そして、ふるさと納税では返礼品を受け取ることができますから、2,000円の負担額で返礼品を楽しむ、というのがふるさと納税がここまで人気になった理由です。
不動産や株の売却による利益があるとふるさと納税の限度額が増える
ふるさと納税の限度額は、所得金額が増加すれば大きくなります。この所得金額は、給与所得に限られるわけではなく、事業所得や不動産所得も含まれます。
さらには、不動産を売却したことによる売却益や、株式の売却益により生じる譲渡所得も含まれることになります。
例えば楽天ふるさと納税のシミュレーターで計算すると、
各種所得控除後の所得金額が300万円の場合:限度額77,197円
これに加え株式の売却益が500万円ある場合:限度額139,861円
各種所得控除後の所得金額が1,500万円の場合:限度額534,793円
これに加え株式の売却益が500万円ある場合:限度額623,592円
となります。
確かに、株式の売却益があることにより、ふるさと納税の限度額が増えていることが分かります。
この楽天ふるさと納税のシミュレーターは、不動産や株式の譲渡所得がある場合の限度額の試算もでき、かなりのすぐれものです。
筆者もいろいろなシミュレーターを見てきましたが、楽天のものが最も詳細に試算できるのではないかと思います。
一般口座・特定口座・NISA口座での違いは
株式の売却益が生じたときの取り扱いは、一般口座、特定口座、NISA(ニーサ:少額投資非課税制度)口座とで異なります。
一般口座、および源泉徴収なしの特定口座にて生じた株式の売却益は、原則として確定申告が必要となります(20万円以内の場合など所得税の申告が不要なケースもあり)。

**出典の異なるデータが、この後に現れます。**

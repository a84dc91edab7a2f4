use actix_web::{HttpRequest, HttpResponse, Result as ActixResult};
use tracing::info;

use super::UserService;
use crate::{
    middlewares::RequireJWT,
    models::{ApiResponse, ErrorCode},
    services::common::{invalidate_user_cache, storage_error_response},
};

pub async fn delete_user(
    service: &UserService,
    request: &HttpRequest,
    user_id: i64,
) -> ActixResult<HttpResponse> {
    let storage = service.get_storage(request);

    // 禁止删除当前用户
    if RequireJWT::extract_user_id(request) == Some(user_id) {
        return Ok(HttpResponse::BadRequest().json(ApiResponse::error_empty(
            ErrorCode::CanNotDeleteCurrentUser,
            "Cannot delete current user",
        )));
    }

    match storage.delete_user(user_id).await {
        Ok(true) => {
            invalidate_user_cache(request).await;
            info!("User {} deleted", user_id);
            Ok(HttpResponse::Ok().json(ApiResponse::success_empty("User deleted successfully")))
        }
        Ok(false) => Ok(HttpResponse::NotFound().json(ApiResponse::error_empty(
            ErrorCode::UserNotFound,
            "User not found",
        ))),
        Err(e) => Ok(storage_error_response(
            &e,
            ErrorCode::Conflict,
            "User deletion failed",
        )),
    }
}

#[cfg(test)]
mod tests {
    use super::*;
    use crate::models::users::entities::UserRole;
    use crate::services::common::tests::{request_as, seed_user, test_storage};
    use actix_web::http::StatusCode;

    #[tokio::test]
    async fn test_cannot_delete_self() {
        let storage = test_storage().await;
        let admin = seed_user(&storage, "idp_admin", UserRole::Admin).await;
        let other = seed_user(&storage, "idp_teacher", UserRole::Teacher).await;
        let service = UserService::new_lazy();
        let req = request_as(&storage, &admin);

        let resp = delete_user(&service, &req, admin.id).await.unwrap();
        assert_eq!(resp.status(), StatusCode::BAD_REQUEST);

        let resp = delete_user(&service, &req, other.id).await.unwrap();
        assert_eq!(resp.status(), StatusCode::OK);

        let resp = delete_user(&service, &req, other.id).await.unwrap();
        assert_eq!(resp.status(), StatusCode::NOT_FOUND);
    }
}
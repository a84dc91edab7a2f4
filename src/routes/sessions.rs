use actix_web::{HttpRequest, HttpResponse, Result as ActixResult, web};
use once_cell::sync::Lazy;

use crate::middlewares;
use crate::models::attendance::requests::BulkAttendanceUpdateRequest;
use crate::models::sessions::requests::{
    CreateSessionRequest, SessionListQuery, UpdateSessionRequest,
};
use crate::models::users::entities::UserRole;
use crate::services::{AttendanceService, SessionService};
use crate::utils::SafeSessionIdI64;

static SESSION_SERVICE: Lazy<SessionService> = Lazy::new(SessionService::new_lazy);
static ATTENDANCE_SERVICE: Lazy<AttendanceService> = Lazy::new(AttendanceService::new_lazy);

pub async fn list_sessions(
    req: HttpRequest,
    query: web::Query<SessionListQuery>,
) -> ActixResult<HttpResponse> {
    SESSION_SERVICE.list_sessions(&req, query.into_inner()).await
}

pub async fn create_session(
    req: HttpRequest,
    session_data: web::Json<CreateSessionRequest>,
) -> ActixResult<HttpResponse> {
    SESSION_SERVICE
        .create_session(&req, session_data.into_inner())
        .await
}

pub async fn get_session(
    req: HttpRequest,
    session_id: SafeSessionIdI64,
) -> ActixResult<HttpResponse> {
    SESSION_SERVICE.get_session(&req, session_id.0).await
}

pub async fn update_session(
    req: HttpRequest,
    session_id: SafeSessionIdI64,
    update_data: web::Json<UpdateSessionRequest>,
) -> ActixResult<HttpResponse> {
    SESSION_SERVICE
        .update_session(&req, session_id.0, update_data.into_inner())
        .await
}

pub async fn delete_session(
    req: HttpRequest,
    session_id: SafeSessionIdI64,
) -> ActixResult<HttpResponse> {
    SESSION_SERVICE.delete_session(&req, session_id.0).await
}

// 首次读取时生成默认考勤
pub async fn get_attendance(
    req: HttpRequest,
    session_id: SafeSessionIdI64,
) -> ActixResult<HttpResponse> {
    ATTENDANCE_SERVICE
        .get_session_attendance(&req, session_id.0)
        .await
}

pub async fn update_attendance(
    req: HttpRequest,
    session_id: SafeSessionIdI64,
    body: web::Json<BulkAttendanceUpdateRequest>,
) -> ActixResult<HttpResponse> {
    ATTENDANCE_SERVICE
        .update_session_attendance(&req, session_id.0, body.into_inner())
        .await
}

// 配置路由
pub fn configure_session_routes(cfg: &mut web::ServiceConfig) {
    cfg.service(
        web::scope("/api/sessions")
            .wrap(middlewares::RequireJWT)
            .service(
                web::scope("")
                    .wrap(middlewares::RequireRole::new_any(UserRole::staff_roles()))
                    .route("", web::get().to(list_sessions))
                    .route("", web::post().to(create_session))
                    .route("/{session_id}", web::get().to(get_session))
                    .route("/{session_id}", web::put().to(update_session))
                    .route("/{session_id}", web::delete().to(delete_session))
                    .route("/{session_id}/attendance", web::get().to(get_attendance))
                    .route("/{session_id}/attendance", web::put().to(update_attendance)),
            ),
    );
}
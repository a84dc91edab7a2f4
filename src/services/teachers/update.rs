use actix_web::{HttpRequest, HttpResponse, Result as ActixResult};
use tracing::info;

use super::{TeacherService, validate_teacher_fields};
use crate::models::{ApiResponse, ErrorCode, teachers::requests::UpdateTeacherRequest};
use crate::services::common::{storage_error_response, validation_error};

pub async fn update_teacher(
    service: &TeacherService,
    request: &HttpRequest,
    teacher_id: i64,
    update_data: UpdateTeacherRequest,
) -> ActixResult<HttpResponse> {
    if let Err(msg) = validate_teacher_fields(
        update_data.name.as_deref(),
        update_data.email.as_deref(),
        update_data.phone.as_deref(),
    ) {
        return Ok(validation_error(msg));
    }

    let storage = service.get_storage(request);

    if let Some(ref email) = update_data.email {
        match storage.get_teacher_by_email(email.trim()).await {
            Ok(Some(existing)) if existing.id != teacher_id => {
                return Ok(HttpResponse::Conflict().json(ApiResponse::error_empty(
                    ErrorCode::TeacherAlreadyExists,
                    "A teacher with this email already exists",
                )));
            }
            Ok(_) => {}
            Err(e) => {
                return Ok(storage_error_response(
                    &e,
                    ErrorCode::TeacherAlreadyExists,
                    "Teacher update failed",
                ));
            }
        }
    }

    match storage.update_teacher(teacher_id, update_data).await {
        Ok(Some(teacher)) => {
            info!("Teacher {} updated", teacher.id);
            Ok(HttpResponse::Ok().json(ApiResponse::success(
                teacher,
                "Teacher updated successfully",
            )))
        }
        Ok(None) => Ok(HttpResponse::NotFound().json(ApiResponse::error_empty(
            ErrorCode::TeacherNotFound,
            "Teacher not found",
        ))),
        Err(e) => Ok(storage_error_response(
            &e,
            ErrorCode::TeacherAlreadyExists,
            "Teacher update failed",
        )),
    }
}
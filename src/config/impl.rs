use config::{Config, ConfigError, Environment, File};
use std::sync::OnceLock;

use super::AppConfig;

static APP_CONFIG: OnceLock<AppConfig> = OnceLock::new();

impl AppConfig {
    /// 加载配置
    pub fn load() -> Result<Self, ConfigError> {
        let mut builder = Config::builder()
            // 首先加载默认配置文件
            .add_source(File::with_name("config").required(false))
            // 然后根据环境加载特定配置文件
            .add_source(
                File::with_name(&format!(
                    "config.{}",
                    std::env::var("APP_ENV").unwrap_or_else(|_| "development".into())
                ))
                .required(false),
            )
            // 最后加载环境变量覆盖
            .add_source(
                Environment::with_prefix("SCHOOLOPS")
                    .separator("__")
                    .try_parsing(true),
            );

        builder = builder
            .set_override_option("app.environment", std::env::var("APP_ENV").ok())?
            .set_override_option("app.log_level", std::env::var("RUST_LOG").ok())?
            .set_override_option("server.host", std::env::var("SERVER_HOST").ok())?
            .set_override_option("server.port", std::env::var("SERVER_PORT").ok())?
            .set_override_option("server.unix_socket_path", std::env::var("UNIX_SOCKET").ok())?
            .set_override_option("server.workers", std::env::var("CPU_COUNT").ok())?
            .set_override_option("auth.jwt_secret", std::env::var("JWT_SECRET").ok())?
            .set_override_option(
                "auth.bootstrap_admin_subject",
                std::env::var("BOOTSTRAP_ADMIN_SUBJECT").ok(),
            )?
            .set_override_option(
                "auth.bootstrap_admin_email",
                std::env::var("BOOTSTRAP_ADMIN_EMAIL").ok(),
            )?
            .set_override_option("database.url", std::env::var("DATABASE_URL").ok())?
            .set_override_option("cache.redis.url", std::env::var("REDIS_URL").ok())?
            .set_override_option(
                "cache.redis.key_prefix",
                std::env::var("REDIS_KEY_PREFIX").ok(),
            )?;

        let config = builder.build()?;
        let mut app_config: AppConfig = config.try_deserialize()?;

        // 处理工作线程数
        if app_config.server.workers == 0 {
            app_config.server.workers = num_cpus::get().min(app_config.server.max_workers);
        }

        if app_config.auth.jwt_secret.is_empty() {
            return Err(ConfigError::Message(
                "auth.jwt_secret must not be empty (set JWT_SECRET)".to_string(),
            ));
        }

        Ok(app_config)
    }

    /// 获取全局配置实例
    pub fn get() -> &'static AppConfig {
        APP_CONFIG.get_or_init(|| {
            Self::load().unwrap_or_else(|e| {
                eprintln!("Failed to load configuration: {e}");
                std::process::exit(1);
            })
        })
    }

    /// 初始化配置 (在应用启动时调用)
    pub fn init() -> Result<(), ConfigError> {
        let config = Self::load()?;
        APP_CONFIG
            .set(config)
            .map_err(|_| ConfigError::Message("Configuration already initialized".to_string()))?;
        Ok(())
    }

    /// 检查是否为生产环境
    pub fn is_production(&self) -> bool {
        self.app.environment == "production"
    }

    /// 检查是否为开发环境
    pub fn is_development(&self) -> bool {
        self.app.environment == "development"
    }

    /// 获取服务器绑定地址
    pub fn server_bind_address(&self) -> String {
        format!("{}:{}", self.server.host, self.server.port)
    }

    /// 获取 Unix 套接字路径 (如果配置了)
    #[cfg(unix)]
    pub fn unix_socket_path(&self) -> Option<&str> {
        if self.server.unix_socket_path.is_empty() {
            None
        } else {
            Some(&self.server.unix_socket_path)
        }
    }
}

そのため株式の売却益が生じたら、その分だけふるさと納税の限度額も増加することになります。
一方、源泉徴収ありの特定口座の場合は少し事情が異なってきます。確定申告は原則不要ですが、確定申告してもよいことになっているからです。
もし、確定申告をすることにより、ふるさと納税の限度額を増額させたいのであれば、確定申告を行えばよいのですが注意点も。
それは、確定申告をすることにより、基礎控除や配偶者控除、扶養控除、住宅ローン控除、国民健康保険料などに影響が生じる可能性があるからです。
なお、NISA口座はもともと売却益が非課税ですから、これをあえて確定申告してふるさと納税の枠を増やす、ということはできません。
確定申告した方がよいかどうかは事前のシミュレーションで確認
ふるさと納税の限度額を増やすために確定申告をした結果、他の負担額の増加の方が大きかったら本末転倒です。
事前にシミュレーションを行い、トータルでみてプラスになるような選択肢を取るようにしましょう。
また、今年のふるさと納税の限度額は、「今年の所得」に応じて決まってきます。したがって、株式の売却益などを含め、今年の所得がどれくらいになるかを推測したうえで、今年中にふるさと納税を行うことになります。推測が誤っていると、限度額の計算もずれることになるため、ふるさと納税により思わぬ負担をしてしまいかねません。十分に注意が必要です。
なお、繰り返しになりますが株式の売却益を確定申告するかどうか選択できるのは源泉徴収ありの特定口座のみです。一般口座や源泉徴収なしの特定口座で得た売却益は確定申告をすることが原則ですから気を付けてください。